Code as a Building Material

A sculptor might use marble, clay or plaster. An architect might use brick, concrete and glass. As software designers, the material that we ultimately get to build with is code.

Since this is our building material, we ought to know what it is like. What its characteristics are. What is easy to do and was is hard.

One way to learn about code is to learn some and build something. Whilst I wouldn’t argue against this, I don’t think it is the only, or even the best way, to learn. For a start, there are many different languages and markups to choose from. Second, whichever type of code you choose to learn, you can only really scratch the surface as an amateur. Third – whilst some designers enjoy learning about and working with code, it isn’t for everyone.

Just as an Architect doesn’t have to learn to lay bricks, I don’t think a designer has to code. However, we do need to learn what code is about – what its properties are. This article is a brief discussion of some of those properties.


At the UI level, code is not infinitely flexible, like clay (at least not at a cost-effective level). But it is also not entirely modular, like lego. Rather it is a set of modular elements suspended in a flexible matrix of layout and content.

We can see a metaphor for this in the construction of a house:

Some elements of the design of a house are quite flexible. You can change the overall size of the house, the sizes of the rooms and their layout reasonably easily. This is because it is easy to build brick walls to match the design. Things will only become more complex and expensive if you want to build curved walls, or unusual shapes.

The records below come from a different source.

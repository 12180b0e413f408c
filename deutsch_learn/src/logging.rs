//! Tracing (logging) setup.

use std::path::Path;

use thiserror::Error;
use tracing_appender::non_blocking::WorkerGuard;
use tracing_appender::rolling::{InitError, RollingFileAppender, Rotation};
use tracing_subscriber::layer::SubscriberExt;
use tracing_subscriber::util::{SubscriberInitExt, TryInitError};
use tracing_subscriber::{EnvFilter, Layer};


#[derive(Debug, Error)]
pub enum TracingInitializationError {
    #[error("unable to set up rolling log file appender")]
    UnableToInitializeFileAppender {
        #[from]
        #[source]
        error: InitError,
    },

    #[error("unable to set global tracing subscriber")]
    UnableToSetGlobalSubscriber {
        #[from]
        #[source]
        error: TryInitError,
    },
}


/// Initializes the global tracing subscriber.
///
/// Events are always written to stdout. If `log_file_output_directory` is set, they are also
/// written to daily-rotated files named `{log_file_name_prefix}.{date}.log` in that directory.
///
/// The returned guard (if any) must be held until shutdown, otherwise
/// buffered file output may be lost.
pub fn initialize_tracing(
    console_level_filter: EnvFilter,
    log_file_level_filter: EnvFilter,
    log_file_output_directory: Option<&Path>,
    log_file_name_prefix: &str,
) -> Result<Option<WorkerGuard>, TracingInitializationError> {
    let console_layer = tracing_subscriber::fmt::layer()
        .with_writer(std::io::stdout)
        .with_filter(console_level_filter);


    let (file_layer, guard) = match log_file_output_directory {
        Some(log_file_output_directory) => {
            let file_appender = RollingFileAppender::builder()
                .rotation(Rotation::DAILY)
                .filename_prefix(log_file_name_prefix)
                .filename_suffix("log")
                .build(log_file_output_directory)?;

            let (non_blocking_file_writer, guard) = tracing_appender::non_blocking(file_appender);

            let file_layer = tracing_subscriber::fmt::layer()
                .with_ansi(false)
                .with_writer(non_blocking_file_writer)
                .with_filter(log_file_level_filter);

            (Some(file_layer), Some(guard))
        }
        None => (None, None),
    };


    tracing_subscriber::registry()
        .with(console_layer)
        .with(file_layer)
        .try_init()?;

    Ok(guard)
}
//! Command-line interface definitions for the server binary.

use std::path::PathBuf;

use clap::Parser;


/// Server command-line arguments.
#[derive(Parser)]
#[command(
    name = "deutsch-learn-backend",
    author,
    about = "API server for the Deutsch Learn vocabulary trainer.",
    version
)]
pub struct CLIArgs {
    /// Path to a TOML configuration file to use.
    /// If unspecified, the configuration is read from environment variables
    /// (and a `.env` file in the working directory, if present).
    #[arg(
        short = 'c',
        long = "configuration-file-path",
        help = "Path to the TOML configuration file to use. \
                Defaults to reading the configuration from environment variables."
    )]
    pub configuration_file_path: Option<PathBuf>,
}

Other elements of the house are less flexible, although they still allow a good degree of configurability. For example, windows are typically ordered from a specialist company. You specify the sizes of the window apertures and they build the windows to fit. However, you have to choose from a limited selection of window types – you can’t just design the window frames and latches the way you want, unless you are prepared to pay a lot more money for someone to build them specially.

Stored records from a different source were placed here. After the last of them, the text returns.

//! Validation of incoming word payloads.
//!
//! Request models are turned into [`NewWord`] and [`WordChanges`] only through
//! [`WordCreationRequest::validate`] and [`WordUpdateRequest::validate`],
//! so anything past this point is guaranteed to respect field bounds and
//! the verb / plural consistency rules.

use std::fmt::{self, Display, Formatter};

use thiserror::Error;

use crate::api_models::{WordCreationRequest, WordUpdateRequest};
use crate::words::{
    HardLevel,
    NewWord,
    WordChanges,
    WordForms,
    GERMAN_WORD_MAX_LENGTH,
    IMAGE_MAX_LENGTH,
    TRANSLATION_MAX_LENGTH,
    WORD_FORM_MAX_LENGTH,
};



/// Names a field of a word payload.
#[derive(Clone, Copy, Debug, PartialEq, Eq, Hash)]
pub enum WordField {
    GermanWord,
    Translation,
    Image,
    HardLevel,
    IsVerb,
    SecondVerb,
    ThirdVerb,
    IsPlural,
    Plural,
}

impl WordField {
    /// Name of the field as it appears in JSON payloads.
    pub const fn as_str(self) -> &'static str {
        match self {
            Self::GermanWord => "german_word",
            Self::Translation => "translation",
            Self::Image => "image",
            Self::HardLevel => "hard_level",
            Self::IsVerb => "is_verb",
            Self::SecondVerb => "second_verb",
            Self::ThirdVerb => "third_verb",
            Self::IsPlural => "is_plural",
            Self::Plural => "plural",
        }
    }
}

impl Display for WordField {
    fn fmt(&self, f: &mut Formatter<'_>) -> fmt::Result {
        f.write_str(self.as_str())
    }
}



#[derive(Debug, Error, Clone, PartialEq, Eq)]
pub enum WordValidationError {
    #[error("field \"{field}\" must not be empty")]
    EmptyField { field: WordField },

    #[error(
        "field \"{field}\" is too long: {length} characters, at most {max_length} are allowed"
    )]
    FieldTooLong {
        field: WordField,
        length: usize,
        max_length: usize,
    },

    #[error(
        "field \"hard_level\" must be between {} and {}, got {value}",
        HardLevel::MIN,
        HardLevel::MAX
    )]
    HardLevelOutOfRange { value: i64 },

    #[error("field \"{field}\" is required when \"{flag}\" is true")]
    MissingWordForm { field: WordField, flag: WordField },

    #[error("field \"{field}\" can only be updated together with \"is_verb\" or \"is_plural\"")]
    WordFormWithoutFlag { field: WordField },
}
use std::num::ParseIntError;
use std::str::FromStr;

use serde::{Deserialize, Serialize};


macro_rules! create_integer_id_newtype {
    ($struct_name:ident) => {
        #[derive(Clone, Copy, Debug, Eq, Hash, Ord, PartialEq, PartialOrd)]
        #[derive(Serialize, Deserialize)]
        #[serde(transparent)]
        pub struct $struct_name(pub(crate) i64);

        impl $struct_name {
            #[inline]
            pub const fn new(id: i64) -> Self {
                Self(id)
            }

            #[inline]
            pub const fn into_inner(self) -> i64 {
                self.0
            }
        }

        impl FromStr for $struct_name {
            type Err = ParseIntError;

            fn from_str(s: &str) -> Result<Self, Self::Err> {
                let inner_id = <i64 as FromStr>::from_str(s)?;

                Ok(Self(inner_id))
            }
        }

        impl std::fmt::Display for $struct_name {
            fn fmt(&self, f: &mut std::fmt::Formatter<'_>) -> std::fmt::Result {
                self.0.fmt(f)
            }
        }
    };
}


create_integer_id_newtype!(WordId);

There are also parts that are entirely modular, with little or no option for special configuration. Take the bathroom, for instance. You can choose the bath, toilet, sink and taps from many different providers, so the possibilities to be creative are large. You can choose how to arrange them in the room (the plumbing itself – the pipework and drainage are highly flexible). However, you can’t modify the fixtures and fittings themselves. And getting someone to manufacture your own special design of tap or toilet would be extremely expensive.

We can analyse UI as being made up of the following five elements:

  • Layout – methods to control the placement of content and controls and manage their resizing and responsiveness.
  • Content – text blocks, images, charts etc.
  • Controls – drop downs, menus, checkboxes, input boxes etc.
  • Transitions – more recently, technologies have started to support the use of complex visual transitions.
  • Interactions – hyperlinks, gestures, drag & drop etc. that allow the user to interact with the software.

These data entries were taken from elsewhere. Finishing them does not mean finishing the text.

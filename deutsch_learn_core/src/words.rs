//! Vocabulary domain types.

use std::fmt::{self, Display, Formatter};


/// Maximum length (in characters) of [`NewWord::german_word`].
pub const GERMAN_WORD_MAX_LENGTH: usize = 100;

/// Maximum length (in characters) of [`NewWord::translation`].
pub const TRANSLATION_MAX_LENGTH: usize = 200;

/// Maximum length (in characters) of [`NewWord::image`].
pub const IMAGE_MAX_LENGTH: usize = 500;

/// Maximum length (in characters) of each verb and plural form.
pub const WORD_FORM_MAX_LENGTH: usize = 100;



/// Difficulty of a word, always in the `0..=100` range.
#[derive(Clone, Copy, Debug, Default, Eq, Hash, Ord, PartialEq, PartialOrd)]
pub struct HardLevel(u8);

impl HardLevel {
    pub const MIN: Self = Self(0);
    pub const MAX: Self = Self(100);

    /// Returns `None` if `value` lies outside of `0..=100`.
    pub fn new(value: i64) -> Option<Self> {
        if !(i64::from(Self::MIN.0)..=i64::from(Self::MAX.0)).contains(&value) {
            return None;
        }

        u8::try_from(value).ok().map(Self)
    }

    #[inline]
    pub const fn value(self) -> u8 {
        self.0
    }
}

impl Display for HardLevel {
    fn fmt(&self, f: &mut Formatter<'_>) -> fmt::Result {
        self.0.fmt(f)
    }
}



/// Grammatical forms attached to a word.
///
/// A word is either a plain word, a verb (with its second and third form)
/// or a noun with a plural form; never more than one of these.
#[derive(Clone, Debug, Default, PartialEq, Eq)]
pub enum WordForms {
    #[default]
    Plain,

    Verb {
        second_verb: String,
        third_verb: String,
    },

    Plural {
        plural: String,
    },
}

impl WordForms {
    #[inline]
    pub fn is_verb(&self) -> bool {
        matches!(self, Self::Verb { .. })
    }

    #[inline]
    pub fn is_plural(&self) -> bool {
        matches!(self, Self::Plural { .. })
    }

    pub fn second_verb(&self) -> Option<&str> {
        match self {
            Self::Verb { second_verb, .. } => Some(second_verb.as_str()),
            _ => None,
        }
    }

    pub fn third_verb(&self) -> Option<&str> {
        match self {
            Self::Verb { third_verb, .. } => Some(third_verb.as_str()),
            _ => None,
        }
    }

    pub fn plural(&self) -> Option<&str> {
        match self {
            Self::Plural { plural } => Some(plural.as_str()),
            _ => None,
        }
    }
}



/// A fully validated word that does not exist yet.
#[derive(Clone, Debug, PartialEq, Eq)]
pub struct NewWord {
    pub german_word: String,
    pub translation: String,
    pub image: Option<String>,
    pub hard_level: HardLevel,
    pub forms: WordForms,
}


/// A validated set of changes to apply to an existing word.
///
/// Each `None` means "leave as is".
#[derive(Clone, Debug, Default, PartialEq, Eq)]
pub struct WordChanges {
    pub german_word: Option<String>,

    pub translation: Option<String>,

    /// `Some(None)` clears the image.
    pub image: Option<Option<String>>,

    pub hard_level: Option<HardLevel>,

    /// When present, replaces all verb and plural forms at once.
    pub forms: Option<WordForms>,
}

impl WordChanges {
    pub fn has_any_changes(&self) -> bool {
        self.german_word.is_some()
            || self.translation.is_some()
            || self.image.is_some()
            || self.hard_level.is_some()
            || self.forms.is_some()
    }
}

Layout and content are the most flexible elements of the UI. They are the two elements that allow websites to look and feel so different from each other. The page can be divided up in many different ways, with little cost. And graphic elements can be used to give a unique visual appearance.

Controls are much more modular. Each one provides a specific set of capabilities and configuration options. For example, you can define the set of choices that you want to appear in a drop down and you can also use CSS to apply a degree of styling. However, they also have discrete limits. Going beyond those limits, or building a new custom control is vastly more expensive than using the basic capabilities.

Transitions and interactions are typically quite fixed – you can choose from the set of possibilities provided by the underlying technology, but going beyond these is very tricky. Even using drag & drop is hard in HTML, as the support for it has been poor. Creating your own custom gestures would be extremely expensive.


Libraries extend the basic set of controls that a technology offers – they are the equivalent of additional catalogs of fixtures and fittings to choose from for your home. One of the benefits of HTML and Javascript is the sheer number of libraries that are available.

Just as with controls, they offer a specific set of capabilities and configuration that you can make use of, but with discrete limits. Some libraries may be more or less open to being extended, but any such extension would be a significant investment.


Designers need to understand these basic characteristics, in order to communicate more effectively with development and so that they can make better choices about the designs that they propose.

Resources are always limited in development projects, so it is better to work with the technology as much as possible, rather than against it. Ask development what the technology provides out-of-the-box and what would require more investment.

Take a phased approach: Work within the limits of the code first, and then extend later. Choose which parts of the product are important enough to invest in custom elements and focus on those.